- WORK INSTRUCTIONS:
Write out every line below that includes the word "before".

- MATERIAL PROVIDED:

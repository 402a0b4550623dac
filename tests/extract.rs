use std::io::Cursor;

use dominant_colors::{
    ColorTable, ExtractError, KmeansConfig, MAX_CLUSTERS, MIN_CLUSTERS, NamedColor, PaletteOptions,
    extract_palette, extract_palette_with,
};
use image::{DynamicImage, ImageFormat, Rgb, RgbImage, Rgba, RgbaImage};

fn encode(img: DynamicImage, format: ImageFormat) -> Vec<u8> {
    let mut buf = Vec::new();
    img.write_to(&mut Cursor::new(&mut buf), format).unwrap();
    buf
}

fn png(img: RgbImage) -> Vec<u8> {
    encode(DynamicImage::ImageRgb8(img), ImageFormat::Png)
}

/// Smooth gradient with plenty of distinct colors.
fn gradient(w: u32, h: u32) -> RgbImage {
    RgbImage::from_fn(w, h, |x, y| {
        Rgb([
            (x * 255 / w.max(1)) as u8,
            (y * 255 / h.max(1)) as u8,
            ((x + y) * 127 / (w + h)) as u8,
        ])
    })
}

fn is_lower_hex(hex: &str) -> bool {
    hex.len() == 7
        && hex.starts_with('#')
        && hex[1..].chars().all(|c| c.is_ascii_digit() || ('a'..='f').contains(&c))
}

#[test]
fn two_by_two_red_and_blue() {
    let img = RgbImage::from_fn(2, 2, |x, _| {
        if x == 0 { Rgb([255, 0, 0]) } else { Rgb([0, 0, 255]) }
    });
    let colors = extract_palette(&png(img), 2).unwrap();

    assert_eq!(colors.len(), 2);
    // Equal weights: ties go to the lower RGB triple.
    assert_eq!(colors[0].rgb, [0, 0, 255]);
    assert_eq!(colors[0].hex, "#0000ff");
    assert_eq!(colors[0].name, "Blue");
    assert_eq!(colors[1].rgb, [255, 0, 0]);
    assert_eq!(colors[1].hex, "#ff0000");
    assert_eq!(colors[1].name, "Red");
    assert!(colors.iter().all(|c| (c.weight - 0.5).abs() < 1e-6));
}

#[test]
fn every_valid_count_returns_that_many_entries() {
    let bytes = png(gradient(64, 48));
    for k in MIN_CLUSTERS..=MAX_CLUSTERS {
        let colors = extract_palette(&bytes, k).unwrap();
        assert_eq!(colors.len(), k, "k = {k}");
        assert!(colors.windows(2).all(|w| w[0].weight >= w[1].weight));
        assert!(colors.iter().all(|c| is_lower_hex(&c.hex)));
        let total: f32 = colors.iter().map(|c| c.weight).sum();
        assert!((total - 1.0).abs() < 1e-4);
    }
}

#[test]
fn hex_matches_rgb() {
    let colors = extract_palette(&png(gradient(32, 32)), 6).unwrap();
    for c in colors {
        let [r, g, b] = c.rgb;
        assert_eq!(c.hex, format!("#{r:02x}{g:02x}{b:02x}"));
    }
}

#[test]
fn solid_image_fills_all_slots_with_same_color() {
    let bytes = png(RgbImage::from_pixel(37, 11, Rgb([0, 128, 0])));
    let colors = extract_palette(&bytes, 3).unwrap();

    assert_eq!(colors.len(), 3);
    assert!(colors.iter().all(|c| c.name == "Green" && c.rgb == [0, 128, 0]));
    let total: f32 = colors.iter().map(|c| c.weight).sum();
    assert!((total - 1.0).abs() < 1e-6);
}

#[test]
fn fixed_seed_is_deterministic() {
    let bytes = png(gradient(80, 60));
    let options = PaletteOptions {
        seed: 1234,
        ..PaletteOptions::default()
    };
    let first = extract_palette_with(&bytes, 7, &options, ColorTable::css3()).unwrap();
    let second = extract_palette_with(&bytes, 7, &options, ColorTable::css3()).unwrap();
    assert_eq!(first, second);
}

#[test]
fn out_of_range_counts_are_rejected() {
    let bytes = png(RgbImage::from_pixel(4, 4, Rgb([1, 2, 3])));
    for k in [0, 11] {
        assert!(matches!(
            extract_palette(&bytes, k),
            Err(ExtractError::InvalidParameter { .. })
        ));
    }
}

#[test]
fn zero_bytes_are_a_decode_error() {
    assert!(matches!(extract_palette(&[], 5), Err(ExtractError::Decode(_))));
}

#[test]
fn corrupt_bytes_are_a_decode_error() {
    let mut bytes = png(gradient(16, 16));
    bytes.truncate(40);
    assert!(matches!(extract_palette(&bytes, 5), Err(ExtractError::Decode(_))));
}

#[test]
fn jpeg_input_is_supported() {
    let bytes = encode(DynamicImage::ImageRgb8(gradient(64, 64)), ImageFormat::Jpeg);
    let colors = extract_palette(&bytes, 4).unwrap();
    assert_eq!(colors.len(), 4);
}

#[test]
fn transparent_pixels_keep_their_color() {
    let img = RgbaImage::from_pixel(3, 3, Rgba([255, 255, 0, 0]));
    let bytes = encode(DynamicImage::ImageRgba8(img), ImageFormat::Png);
    let colors = extract_palette(&bytes, 1).unwrap();
    assert_eq!(colors[0].name, "Yellow");
}

#[test]
fn large_image_is_downscaled_without_changing_proportions() {
    // Left quarter black, rest white.
    let img = RgbImage::from_fn(1024, 512, |x, _| {
        if x < 256 { Rgb([0, 0, 0]) } else { Rgb([255, 255, 255]) }
    });
    let colors = extract_palette(&png(img), 2).unwrap();
    assert_eq!(colors[0].name, "White");
    assert_eq!(colors[1].name, "Black");
    assert!((colors[0].weight - 0.75).abs() < 0.01);
}

#[test]
fn custom_table_and_options() {
    let table = ColorTable::new(vec![
        NamedColor::new("warm", [200, 60, 40]),
        NamedColor::new("cool", [40, 60, 200]),
    ])
    .unwrap();
    let options = PaletteOptions {
        max_dimension: None,
        seed: 7,
        kmeans: KmeansConfig {
            runs: 3,
            ..KmeansConfig::default()
        },
    };
    let img = RgbImage::from_fn(10, 10, |x, y| {
        let v = ((x + y) % 5) as u8;
        if y < 7 { Rgb([230 + v, 20, 10]) } else { Rgb([10, 20, 230 + v]) }
    });
    let colors = extract_palette_with(&png(img), 2, &options, &table).unwrap();
    assert_eq!(colors[0].name, "Warm");
    assert_eq!(colors[1].name, "Cool");
    assert!((colors[0].weight - 0.7).abs() < 1e-6);
}
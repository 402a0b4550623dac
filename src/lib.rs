//! Dominant color extraction.
//!
//! An encoded image is decoded and sampled, its pixels are clustered with
//! k-means in RGB space, and every cluster centroid is labelled with the
//! nearest entry of a named-color table (CSS3 by default):
//!
//! ```no_run
//! let bytes = std::fs::read("photo.jpg").unwrap();
//! for color in dominant_colors::extract_palette(&bytes, 5).unwrap() {
//!     println!("{} {} {:.1}%", color.hex, color.name, color.weight * 100.0);
//! }
//! ```

pub mod assembler;
pub mod cluster;
pub mod error;
pub mod namer;
pub mod response;
pub mod sampler;
pub mod wasm;

pub use assembler::{
    ColorEntry, DEFAULT_NUM_COLORS, DEFAULT_SEED, PaletteOptions, assemble, extract_palette,
    extract_palette_with, to_hex,
};
pub use cluster::{
    ClusterResult, KmeansConfig, MAX_CLUSTERS, MIN_CLUSTERS, cluster_pixels, entropy_seed,
};
pub use error::{ExtractError, ReferenceTableError};
pub use namer::{ColorTable, NamedColor};
pub use response::{ErrorDetail, ErrorResponse, PaletteResponse};
pub use sampler::{DEFAULT_MAX_DIMENSION, Rgb8, decode_image, sample_bytes, sample_image};
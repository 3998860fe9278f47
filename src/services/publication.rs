//! Publication service
//!
//! Implements business logic for publication management:
//! - Paginated listing with search, sorting, language, and type filters
//! - Create, read, update, delete publications
//! - Input and cover-image validation before any request is sent
//!
//! Publications are written as multipart form data because a cover image may
//! ride along with the text fields. Reads go through the cache first;
//! mutations invalidate every cached publication entry.

use crate::api::{ApiClient, ApiError};
use crate::cache::{Cache, CacheLayer};
use crate::config::UploadConfig;
use crate::models::{
    CreatePublicationInput, ImageUpload, Page, Publication, PublicationListQuery,
    UpdatePublicationInput,
};
use std::sync::Arc;
use std::time::Duration;

/// Default age after which cached publication data is refetched (5 minutes)
const PUBLICATION_STALE_SECS: u64 = 300;

/// Cache key prefixes
const CACHE_KEY_PUBLICATION_LIST: &str = "publications:list:";
const CACHE_KEY_PUBLICATION_BY_ID: &str = "publications:id:";
const CACHE_PATTERN_PUBLICATIONS: &str = "publications:*";

/// Error types for publication service operations
#[derive(Debug, thiserror::Error)]
pub enum PublicationServiceError {
    /// Input failed validation before any request was sent
    #[error("Validation error: {0}")]
    Validation(String),

    /// The backend rejected the request
    #[error("{0}")]
    Api(#[from] ApiError),

    /// Internal error
    #[error("Internal error: {0}")]
    Internal(#[from] anyhow::Error),
}

/// Publication service backed by the admin API
pub struct PublicationService {
    api: Arc<ApiClient>,
    cache: Arc<Cache>,
    upload: UploadConfig,
    stale_after: Duration,
}

impl PublicationService {
    /// Create a new publication service
    pub fn new(api: Arc<ApiClient>, cache: Arc<Cache>, upload: UploadConfig) -> Self {
        Self {
            api,
            cache,
            upload,
            stale_after: Duration::from_secs(PUBLICATION_STALE_SECS),
        }
    }

    /// Create a new publication service with a custom staleness window
    pub fn with_stale_after(
        api: Arc<ApiClient>,
        cache: Arc<Cache>,
        upload: UploadConfig,
        stale_after: Duration,
    ) -> Self {
        Self {
            api,
            cache,
            upload,
            stale_after,
        }
    }

    /// List publications with pagination and filters
    ///
    /// # Arguments
    /// * `query` - Page, limit, search, sort, language, and type parameters
    ///
    /// # Returns
    /// One page of publications with pagination metadata
    pub async fn list(
        &self,
        query: &PublicationListQuery,
    ) -> Result<Page<Publication>, PublicationServiceError> {
        // Try cache first
        let cache_key = format!("{}{}", CACHE_KEY_PUBLICATION_LIST, query.cache_key());
        if let Some(page) = self
            .cache
            .get::<Page<Publication>>(&cache_key, self.stale_after)
            .await
            .ok()
            .flatten()
        {
            return Ok(page);
        }

        // Fetch from the backend
        let page = self.api.list_publications(query).await?;

        // Cache the result
        let _ = self.cache.set(&cache_key, &page).await;

        Ok(page)
    }

    /// Get publication by ID
    ///
    /// # Arguments
    /// * `id` - Publication ID
    pub async fn get_by_id(&self, id: &str) -> Result<Publication, PublicationServiceError> {
        // Try cache first
        let cache_key = format!("{}{}", CACHE_KEY_PUBLICATION_BY_ID, id);
        if let Some(publication) = self
            .cache
            .get::<Publication>(&cache_key, self.stale_after)
            .await
            .ok()
            .flatten()
        {
            return Ok(publication);
        }

        // Fetch from the backend
        let publication = self.api.get_publication(id).await?;

        // Cache the result
        let _ = self.cache.set(&cache_key, &publication).await;

        Ok(publication)
    }

    /// Create a new publication
    ///
    /// # Arguments
    /// * `input` - Publication creation input, cover image included
    ///
    /// # Returns
    /// The created publication
    ///
    /// # Errors
    /// - `Validation` if the title, content, categories, or image are invalid
    /// - `Api` if the backend rejects the request
    pub async fn create(
        &self,
        input: CreatePublicationInput,
    ) -> Result<Publication, PublicationServiceError> {
        // Validate input
        self.validate_create_input(&input)?;

        // Create the publication on the backend
        let publication = self.api.create_publication(&input).await?;

        // Invalidate cache
        self.invalidate_cache().await?;

        Ok(publication)
    }

    /// Update a publication
    ///
    /// # Arguments
    /// * `id` - Publication ID to update
    /// * `input` - Update input, only set fields are sent
    ///
    /// # Returns
    /// The updated publication
    ///
    /// # Errors
    /// - `Validation` if a set field fails validation
    /// - `Api` if the backend rejects the request
    pub async fn update(
        &self,
        id: &str,
        input: UpdatePublicationInput,
    ) -> Result<Publication, PublicationServiceError> {
        // Validate input
        self.validate_update_input(&input)?;

        // Update the publication on the backend
        let publication = self.api.update_publication(id, &input).await?;

        // Invalidate cache
        self.invalidate_cache().await?;

        Ok(publication)
    }

    /// Delete a publication
    ///
    /// # Arguments
    /// * `id` - Publication ID to delete
    pub async fn delete(&self, id: &str) -> Result<(), PublicationServiceError> {
        // Delete the publication on the backend
        self.api.delete_publication(id).await?;

        // Invalidate cache
        self.invalidate_cache().await?;

        Ok(())
    }

    // ========================================================================
    // Private helper methods
    // ========================================================================

    /// Validate publication creation input
    fn validate_create_input(
        &self,
        input: &CreatePublicationInput,
    ) -> Result<(), PublicationServiceError> {
        if input.title.trim().chars().count() < 3 {
            return Err(PublicationServiceError::Validation(
                "Title must be at least 3 characters".to_string(),
            ));
        }
        if input.content.trim().chars().count() < 10 {
            return Err(PublicationServiceError::Validation(
                "Content must be at least 10 characters".to_string(),
            ));
        }
        if input.category_ids.is_empty() {
            return Err(PublicationServiceError::Validation(
                "At least one category is required".to_string(),
            ));
        }
        if input.category_ids.iter().any(|id| id.trim().is_empty()) {
            return Err(PublicationServiceError::Validation(
                "Category ids cannot be empty".to_string(),
            ));
        }
        match input.image {
            Some(ref image) => self.validate_image(image)?,
            None => {
                return Err(PublicationServiceError::Validation(
                    "A publication image is required".to_string(),
                ));
            }
        }
        Ok(())
    }

    /// Validate publication update input
    ///
    /// Only set fields are checked; the image keeps its current value on the
    /// backend when omitted.
    fn validate_update_input(
        &self,
        input: &UpdatePublicationInput,
    ) -> Result<(), PublicationServiceError> {
        if let Some(ref title) = input.title {
            if title.trim().chars().count() < 3 {
                return Err(PublicationServiceError::Validation(
                    "Title must be at least 3 characters".to_string(),
                ));
            }
        }
        if let Some(ref content) = input.content {
            if content.trim().chars().count() < 10 {
                return Err(PublicationServiceError::Validation(
                    "Content must be at least 10 characters".to_string(),
                ));
            }
        }
        if let Some(ref category_ids) = input.category_ids {
            if category_ids.is_empty() || category_ids.iter().any(|id| id.trim().is_empty()) {
                return Err(PublicationServiceError::Validation(
                    "Category ids cannot be empty".to_string(),
                ));
            }
        }
        if let Some(ref image) = input.image {
            self.validate_image(image)?;
        }
        Ok(())
    }

    /// Validate a cover image against the configured size and type limits
    fn validate_image(&self, image: &ImageUpload) -> Result<(), PublicationServiceError> {
        if image.size() > self.upload.max_image_size {
            return Err(PublicationServiceError::Validation(format!(
                "Image size must not exceed {}",
                self.upload.max_size_label()
            )));
        }
        if !self.upload.is_type_allowed(&image.content_type) {
            return Err(PublicationServiceError::Validation(format!(
                "Image type '{}' is not allowed; expected one of: {}",
                image.content_type,
                self.upload.allowed_image_types.join(", ")
            )));
        }
        Ok(())
    }

    /// Invalidate all publication-related cache entries
    async fn invalidate_cache(&self) -> Result<(), PublicationServiceError> {
        let _ = self.cache.delete_pattern(CACHE_PATTERN_PUBLICATIONS).await;
        Ok(())
    }
}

- PROBLEM SOLUTION:
//! - Input and cover-image validation before any request is sent
    /// Input failed validation before any request was sent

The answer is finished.